Task directions> Every line in the listing below that holds the word "Result" should be returned.

Data section>
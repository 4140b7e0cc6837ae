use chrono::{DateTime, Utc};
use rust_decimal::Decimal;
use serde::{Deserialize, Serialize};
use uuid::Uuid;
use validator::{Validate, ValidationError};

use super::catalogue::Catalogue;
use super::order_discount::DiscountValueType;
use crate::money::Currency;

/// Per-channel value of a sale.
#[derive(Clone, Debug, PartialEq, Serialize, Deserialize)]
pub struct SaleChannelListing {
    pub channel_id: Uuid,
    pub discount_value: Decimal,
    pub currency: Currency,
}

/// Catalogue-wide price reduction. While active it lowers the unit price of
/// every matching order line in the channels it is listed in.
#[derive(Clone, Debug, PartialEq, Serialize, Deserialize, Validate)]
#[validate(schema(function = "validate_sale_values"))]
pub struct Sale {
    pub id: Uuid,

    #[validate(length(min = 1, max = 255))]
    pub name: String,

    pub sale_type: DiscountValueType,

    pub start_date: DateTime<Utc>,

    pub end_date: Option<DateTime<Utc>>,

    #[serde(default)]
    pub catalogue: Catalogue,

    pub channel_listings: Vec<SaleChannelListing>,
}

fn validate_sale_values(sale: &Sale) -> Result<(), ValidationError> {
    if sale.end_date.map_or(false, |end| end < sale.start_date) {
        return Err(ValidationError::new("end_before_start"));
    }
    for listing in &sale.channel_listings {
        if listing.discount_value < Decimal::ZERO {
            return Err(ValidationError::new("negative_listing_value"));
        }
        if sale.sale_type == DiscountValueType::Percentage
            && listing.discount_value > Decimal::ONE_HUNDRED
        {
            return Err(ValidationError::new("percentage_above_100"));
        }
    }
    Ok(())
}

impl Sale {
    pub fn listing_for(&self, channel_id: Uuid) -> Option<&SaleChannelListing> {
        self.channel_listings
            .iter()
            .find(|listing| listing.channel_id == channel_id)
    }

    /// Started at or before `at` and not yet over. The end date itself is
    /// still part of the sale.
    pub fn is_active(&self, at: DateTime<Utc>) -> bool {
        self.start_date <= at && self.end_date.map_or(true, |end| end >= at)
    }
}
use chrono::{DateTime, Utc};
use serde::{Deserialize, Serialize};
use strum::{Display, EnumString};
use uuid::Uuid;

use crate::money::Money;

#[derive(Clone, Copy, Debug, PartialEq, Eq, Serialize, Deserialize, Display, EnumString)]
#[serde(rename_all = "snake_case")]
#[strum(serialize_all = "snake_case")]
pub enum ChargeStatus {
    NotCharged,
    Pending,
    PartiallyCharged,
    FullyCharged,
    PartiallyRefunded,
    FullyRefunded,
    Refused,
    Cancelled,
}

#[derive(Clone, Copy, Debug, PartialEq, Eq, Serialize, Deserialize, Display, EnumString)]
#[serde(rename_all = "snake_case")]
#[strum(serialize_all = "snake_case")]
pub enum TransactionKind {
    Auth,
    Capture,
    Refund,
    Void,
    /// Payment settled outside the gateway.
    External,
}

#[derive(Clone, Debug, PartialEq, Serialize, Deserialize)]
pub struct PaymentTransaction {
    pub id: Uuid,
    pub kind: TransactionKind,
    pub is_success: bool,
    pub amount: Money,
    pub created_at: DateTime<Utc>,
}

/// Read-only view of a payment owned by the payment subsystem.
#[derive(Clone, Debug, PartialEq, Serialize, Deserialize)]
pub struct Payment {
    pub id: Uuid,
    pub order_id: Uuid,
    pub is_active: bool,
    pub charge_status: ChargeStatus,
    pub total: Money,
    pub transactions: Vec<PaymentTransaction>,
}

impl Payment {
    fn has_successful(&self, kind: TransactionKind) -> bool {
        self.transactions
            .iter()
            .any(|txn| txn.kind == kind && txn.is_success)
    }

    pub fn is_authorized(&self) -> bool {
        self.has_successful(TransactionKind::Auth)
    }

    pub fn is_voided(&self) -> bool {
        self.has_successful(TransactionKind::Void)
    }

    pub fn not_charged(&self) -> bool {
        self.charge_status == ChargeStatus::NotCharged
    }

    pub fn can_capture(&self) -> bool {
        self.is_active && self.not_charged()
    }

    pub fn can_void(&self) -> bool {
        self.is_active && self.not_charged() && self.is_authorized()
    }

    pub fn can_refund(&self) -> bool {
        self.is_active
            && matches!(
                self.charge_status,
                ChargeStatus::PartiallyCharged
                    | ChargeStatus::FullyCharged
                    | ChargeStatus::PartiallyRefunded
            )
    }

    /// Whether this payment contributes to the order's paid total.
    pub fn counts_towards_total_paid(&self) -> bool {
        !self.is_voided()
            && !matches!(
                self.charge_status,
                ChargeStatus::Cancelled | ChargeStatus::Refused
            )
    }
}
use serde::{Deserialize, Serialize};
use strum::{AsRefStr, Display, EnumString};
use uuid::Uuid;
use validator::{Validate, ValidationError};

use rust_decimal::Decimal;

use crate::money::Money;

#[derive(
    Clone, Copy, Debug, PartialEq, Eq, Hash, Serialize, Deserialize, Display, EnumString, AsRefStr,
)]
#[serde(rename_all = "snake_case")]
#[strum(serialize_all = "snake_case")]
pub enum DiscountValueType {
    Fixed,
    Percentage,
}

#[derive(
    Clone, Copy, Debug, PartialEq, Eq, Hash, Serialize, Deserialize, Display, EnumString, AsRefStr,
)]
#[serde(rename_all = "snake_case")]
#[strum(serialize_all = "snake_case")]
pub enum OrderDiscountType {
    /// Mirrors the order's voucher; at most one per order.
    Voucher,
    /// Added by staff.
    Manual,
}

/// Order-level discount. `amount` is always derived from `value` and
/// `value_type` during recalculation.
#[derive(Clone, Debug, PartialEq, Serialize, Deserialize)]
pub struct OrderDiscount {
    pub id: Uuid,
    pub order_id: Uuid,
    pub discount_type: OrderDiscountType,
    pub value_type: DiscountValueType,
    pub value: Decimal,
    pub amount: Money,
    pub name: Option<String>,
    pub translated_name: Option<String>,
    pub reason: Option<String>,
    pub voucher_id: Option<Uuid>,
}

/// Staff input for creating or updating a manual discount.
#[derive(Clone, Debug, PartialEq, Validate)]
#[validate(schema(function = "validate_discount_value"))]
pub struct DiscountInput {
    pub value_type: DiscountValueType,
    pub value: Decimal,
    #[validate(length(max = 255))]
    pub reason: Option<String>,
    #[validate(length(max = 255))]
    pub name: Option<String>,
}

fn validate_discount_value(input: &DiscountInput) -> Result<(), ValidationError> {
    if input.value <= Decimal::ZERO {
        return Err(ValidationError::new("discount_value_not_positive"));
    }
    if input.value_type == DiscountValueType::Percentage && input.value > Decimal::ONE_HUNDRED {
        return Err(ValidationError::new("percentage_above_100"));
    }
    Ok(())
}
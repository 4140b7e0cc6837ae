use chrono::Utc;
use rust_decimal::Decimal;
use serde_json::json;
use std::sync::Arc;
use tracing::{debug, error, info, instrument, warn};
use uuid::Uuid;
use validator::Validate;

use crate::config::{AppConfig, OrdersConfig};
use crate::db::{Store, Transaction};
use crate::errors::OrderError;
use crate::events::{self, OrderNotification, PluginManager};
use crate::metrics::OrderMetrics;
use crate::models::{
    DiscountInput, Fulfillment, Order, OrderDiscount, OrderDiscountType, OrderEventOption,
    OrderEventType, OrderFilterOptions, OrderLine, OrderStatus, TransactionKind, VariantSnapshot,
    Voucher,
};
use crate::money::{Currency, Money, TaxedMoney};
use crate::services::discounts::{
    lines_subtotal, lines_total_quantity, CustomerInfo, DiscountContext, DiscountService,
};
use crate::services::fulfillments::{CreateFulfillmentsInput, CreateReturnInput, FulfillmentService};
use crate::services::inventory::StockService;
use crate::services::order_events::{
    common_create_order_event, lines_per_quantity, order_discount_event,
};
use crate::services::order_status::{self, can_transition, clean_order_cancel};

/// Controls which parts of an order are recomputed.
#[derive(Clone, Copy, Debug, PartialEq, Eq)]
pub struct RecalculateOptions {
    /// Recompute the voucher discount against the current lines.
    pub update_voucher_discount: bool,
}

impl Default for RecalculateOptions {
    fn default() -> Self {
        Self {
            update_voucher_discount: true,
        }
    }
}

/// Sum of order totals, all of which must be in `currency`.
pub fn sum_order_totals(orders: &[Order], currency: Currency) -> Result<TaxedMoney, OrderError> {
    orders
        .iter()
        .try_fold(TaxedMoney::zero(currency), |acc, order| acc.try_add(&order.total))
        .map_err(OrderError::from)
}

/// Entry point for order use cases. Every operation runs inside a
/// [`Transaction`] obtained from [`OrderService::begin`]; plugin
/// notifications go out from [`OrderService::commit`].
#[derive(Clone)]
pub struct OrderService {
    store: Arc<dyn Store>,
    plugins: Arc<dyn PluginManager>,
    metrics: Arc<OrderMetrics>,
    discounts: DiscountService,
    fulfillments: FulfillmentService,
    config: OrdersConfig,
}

Task output>
fn validate_sale_values(sale: &Sale) -> Result<(), ValidationError> {
fn validate_discount_value(input: &DiscountInput) -> Result<(), ValidationError> {
pub fn sum_order_totals(orders: &[Order], currency: Currency) -> Result<TaxedMoney, OrderError> {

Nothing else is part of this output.